By 1996, Pete’s beers were in Majestic, Waitrose, Tesco, Morrison’s and Oddbins (Independent on Sunday, 17 November).

The flagship beer was a brown ale, Pete’s Wicked Ale, which was reviewed by ‘Sparks’ for the Oxford Bottled Beer Database in around 1998:

This is one of the easier American breweries to get hold of in the UK… The beer is ruby-coloured with a thick, reasonably tenacious head. The nose is quite light, but with noticeable sugary malt notes and a little background hoppiness (aroma hops only). On the tongue, it is quite fizzy and fairly malty, but not as sweet as you might expect from the aroma – in fact it is much drier than many brown ales. There is burnt caramel in the back of the throat, becoming more pronounced towards the finish. The aftertaste is more hoppy, but also with bitter, burnt sugar flavours.

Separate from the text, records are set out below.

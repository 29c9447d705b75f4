use async_trait::async_trait;
use chrono::{DateTime, Utc};
use std::sync::Arc;

pub mod decision;
pub mod error;
pub mod trader;

pub use decision::{
    bracket_order, decide, Decision, DecisionInput, HoldReason, TradeSide, PROBABILITY_THRESHOLD,
};
pub use error::{Collaborator, StrategyError, StrategyResult};
pub use trader::{IterationOutcome, SentimentTrader, StrategyConfig, StrategyState, TradeReport};

/// Source of "now" for an iteration.
///
/// Live runs use [`SystemClock`]; replays supply their own simulated clock so
/// the iteration logic is the same in both modes.
pub trait Clock: Send + Sync {
    fn now(&self) -> DateTime<Utc>;
}

#[derive(Debug, Clone, Copy, Default)]
pub struct SystemClock;

impl Clock for SystemClock {
    fn now(&self) -> DateTime<Utc> {
        Utc::now()
    }
}

impl<T: Clock + ?Sized> Clock for Arc<T> {
    fn now(&self) -> DateTime<Utc> {
        (**self).now()
    }
}

/// Lifecycle driven by an external scheduler (live loop or backtest replay).
///
/// `on_iteration` takes `&mut self`, so iterations never overlap.
#[async_trait]
pub trait Strategy: Send {
    fn name(&self) -> &str;

    /// Called once before the first iteration
    async fn initialize(&mut self) -> StrategyResult<()>;

    /// One scheduled evaluation
    async fn on_iteration(&mut self) -> StrategyResult<IterationOutcome>;
}
use chrono::{DateTime, NaiveDate, Utc};
use sentiment_strategy::Clock;
use std::sync::Mutex;

/// Replay clock, moved forward by the runner one bar at a time
#[derive(Debug)]
pub struct SimClock {
    now: Mutex<DateTime<Utc>>,
}

impl SimClock {
    pub fn new(start: DateTime<Utc>) -> Self {
        Self {
            now: Mutex::new(start),
        }
    }

    pub fn set(&self, now: DateTime<Utc>) {
        *self.now.lock().unwrap_or_else(|e| e.into_inner()) = now;
    }

    /// Daily bars are evaluated at the 20:00 UTC close
    pub fn set_to_close(&self, date: NaiveDate) {
        let close = date.and_hms_opt(20, 0, 0).unwrap_or_default().and_utc();
        self.set(close);
    }
}

impl Clock for SimClock {
    fn now(&self) -> DateTime<Utc> {
        *self.now.lock().unwrap_or_else(|e| e.into_inner())
    }
}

This is a pleasant example of a brown ale, with a pleasing dryness not often encountered in the genre.

It doesn’t sound terribly exciting — as Jeff Alworth put it in 2011, ‘In the 1990s, lots and lots of people drank and enjoyed brown ales… I mean really, brown ales. What the … ?’ — but it had a whiff of the exotic about it, and was cleverly marketed with a big personality front-and-centre, e.g.

In the UK, it seems to have occupied a similar space to Newquay Steam Beer, come to think of it — a bit outside the narrative of the ‘craft beer revolution’ (unless we’re mistaken, the last 20 years hasn’t seen a ton of Pete’s Wicked clones among UK brewers, unlike, say, Sierra Nevada Pale Ale) and different without being too different.

13 replies on “Artyfacts from the Nyneties #4: Meet Pete”

It’s only not exciting from a revisionist point of view. Sad to break the news to the craft heads but most people were very happy with the malty micros for most of the good beer revolution. We are in a bit of a blip where the winners write the history of craft leaving people with the impression that Sierra Nevada PA was more influential than Pete’s Wicked Ale. It’s really post 2005 thinking. By 2025 the truths from this corner of history will be rearranged again.

Well, maybe, but based on contemporary evidence — reviews from the mid-90s — no-one was having their socks knocked off by how it tasted. It was, we gather, nice, but we already had nice, balanced brown beers in Britain already.

I think Alan’s responding to your quote as applied in a US context rather than the UK context that you presumably meant it in.

Exactly. Until North America switches from micro to craft about ten years ago, it is largely emulating UK styles or any style like alt with a malt forward profile. That’s why describing anything before say 2003 in the U.S. as “craft” is misleading.

From a UK point of view, as I remember, this wasn’t a “nice, balanced brown beer”, it was a distinctly odd-tasting hybrid style unlike anything widely available here at the time: a burnt-sugary dark brown ale with piney US hops. If you hadn’t had SNPA or Liberty and this was your first exposure to those hop flavours, it made a strange introduction.

Interesting — thanks. We were sort of hoping to elicit some more tasting notes from people who remembered drinking it.

One of the oddities of that review is it focuses on the malt and related notes (burn sugar, etc.) but not on the fact that the hops were American and thus presumably new in the U.K.

I remember this brand well and it had a piney, typically New World hop taste. One would think it would stick out like a sore thumb in Britain then, but apparently not.

It could be down to the vagaries of that particular reviewer; alternatively, perhaps American hops had already made inroads in U.K. brewing.